* **LISTED RECORDS**:
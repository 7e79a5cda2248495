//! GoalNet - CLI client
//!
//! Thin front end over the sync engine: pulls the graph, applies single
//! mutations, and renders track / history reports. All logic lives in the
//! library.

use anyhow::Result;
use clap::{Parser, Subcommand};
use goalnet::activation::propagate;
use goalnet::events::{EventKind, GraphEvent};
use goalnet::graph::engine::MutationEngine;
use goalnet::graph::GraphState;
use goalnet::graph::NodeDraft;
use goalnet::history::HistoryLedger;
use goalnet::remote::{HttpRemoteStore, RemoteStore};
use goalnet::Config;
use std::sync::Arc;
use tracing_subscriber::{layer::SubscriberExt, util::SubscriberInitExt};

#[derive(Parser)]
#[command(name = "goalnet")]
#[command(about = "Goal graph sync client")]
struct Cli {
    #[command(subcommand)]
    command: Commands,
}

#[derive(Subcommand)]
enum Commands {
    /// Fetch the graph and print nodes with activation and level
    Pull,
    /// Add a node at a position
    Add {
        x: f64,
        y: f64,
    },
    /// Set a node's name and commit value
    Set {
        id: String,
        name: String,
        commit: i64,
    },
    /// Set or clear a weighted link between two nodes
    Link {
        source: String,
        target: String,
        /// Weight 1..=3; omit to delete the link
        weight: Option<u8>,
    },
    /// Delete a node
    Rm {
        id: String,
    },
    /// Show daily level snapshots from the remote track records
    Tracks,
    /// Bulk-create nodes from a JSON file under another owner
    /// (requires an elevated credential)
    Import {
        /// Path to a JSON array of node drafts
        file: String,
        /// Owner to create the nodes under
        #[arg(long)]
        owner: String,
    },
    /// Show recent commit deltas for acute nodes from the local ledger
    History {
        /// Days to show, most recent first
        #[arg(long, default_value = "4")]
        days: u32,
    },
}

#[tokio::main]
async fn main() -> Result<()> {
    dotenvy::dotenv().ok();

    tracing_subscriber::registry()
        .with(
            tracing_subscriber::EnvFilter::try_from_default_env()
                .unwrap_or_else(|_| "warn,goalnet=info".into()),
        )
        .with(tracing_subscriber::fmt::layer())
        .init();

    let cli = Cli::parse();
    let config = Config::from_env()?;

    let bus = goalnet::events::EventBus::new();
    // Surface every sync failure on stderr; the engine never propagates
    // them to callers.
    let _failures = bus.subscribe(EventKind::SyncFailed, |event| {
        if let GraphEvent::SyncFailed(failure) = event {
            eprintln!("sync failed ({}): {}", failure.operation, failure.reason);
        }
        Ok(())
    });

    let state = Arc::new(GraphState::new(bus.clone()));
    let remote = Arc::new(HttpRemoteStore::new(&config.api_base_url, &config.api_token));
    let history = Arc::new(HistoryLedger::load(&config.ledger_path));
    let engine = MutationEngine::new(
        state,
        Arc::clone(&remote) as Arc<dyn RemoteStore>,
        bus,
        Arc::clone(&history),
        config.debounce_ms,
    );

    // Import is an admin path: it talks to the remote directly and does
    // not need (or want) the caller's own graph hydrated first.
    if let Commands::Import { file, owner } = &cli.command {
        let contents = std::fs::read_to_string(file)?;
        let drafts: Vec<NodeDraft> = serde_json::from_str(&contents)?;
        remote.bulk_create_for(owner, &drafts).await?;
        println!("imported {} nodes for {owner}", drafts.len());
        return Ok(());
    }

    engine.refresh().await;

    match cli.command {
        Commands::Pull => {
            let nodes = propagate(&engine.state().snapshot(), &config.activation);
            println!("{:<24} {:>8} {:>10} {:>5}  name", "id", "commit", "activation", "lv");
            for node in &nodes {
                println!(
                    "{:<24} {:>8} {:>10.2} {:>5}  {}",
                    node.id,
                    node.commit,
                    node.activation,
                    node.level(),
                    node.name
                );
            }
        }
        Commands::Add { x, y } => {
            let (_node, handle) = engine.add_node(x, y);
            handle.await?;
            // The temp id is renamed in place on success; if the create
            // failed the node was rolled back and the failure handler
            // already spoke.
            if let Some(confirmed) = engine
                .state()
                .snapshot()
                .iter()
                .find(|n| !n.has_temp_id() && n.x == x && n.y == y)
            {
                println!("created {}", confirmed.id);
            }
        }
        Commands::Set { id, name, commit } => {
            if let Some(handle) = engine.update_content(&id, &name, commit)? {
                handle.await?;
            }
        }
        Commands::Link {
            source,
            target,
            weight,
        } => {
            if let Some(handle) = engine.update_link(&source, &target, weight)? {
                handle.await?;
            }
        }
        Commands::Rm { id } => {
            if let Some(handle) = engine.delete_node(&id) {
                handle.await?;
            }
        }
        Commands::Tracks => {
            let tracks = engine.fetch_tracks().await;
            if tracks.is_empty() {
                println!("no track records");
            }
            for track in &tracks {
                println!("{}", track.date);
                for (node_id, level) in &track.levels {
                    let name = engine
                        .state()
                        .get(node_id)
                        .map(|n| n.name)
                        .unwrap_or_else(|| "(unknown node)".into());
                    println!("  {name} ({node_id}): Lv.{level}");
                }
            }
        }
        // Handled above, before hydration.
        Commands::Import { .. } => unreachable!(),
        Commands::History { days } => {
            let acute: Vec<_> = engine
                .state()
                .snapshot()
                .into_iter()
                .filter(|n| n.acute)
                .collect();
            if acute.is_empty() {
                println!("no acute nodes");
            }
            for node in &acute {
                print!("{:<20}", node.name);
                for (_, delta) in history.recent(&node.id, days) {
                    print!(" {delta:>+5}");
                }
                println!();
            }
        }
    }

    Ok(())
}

* **THE TASK**:
Copy every line in the entries above that has the string "with" in it.

* **SOLUTION FOR THIS TASK**:
    /// Fetch the graph and print nodes with activation and level
        .with(
        .with(tracing_subscriber::fmt::layer())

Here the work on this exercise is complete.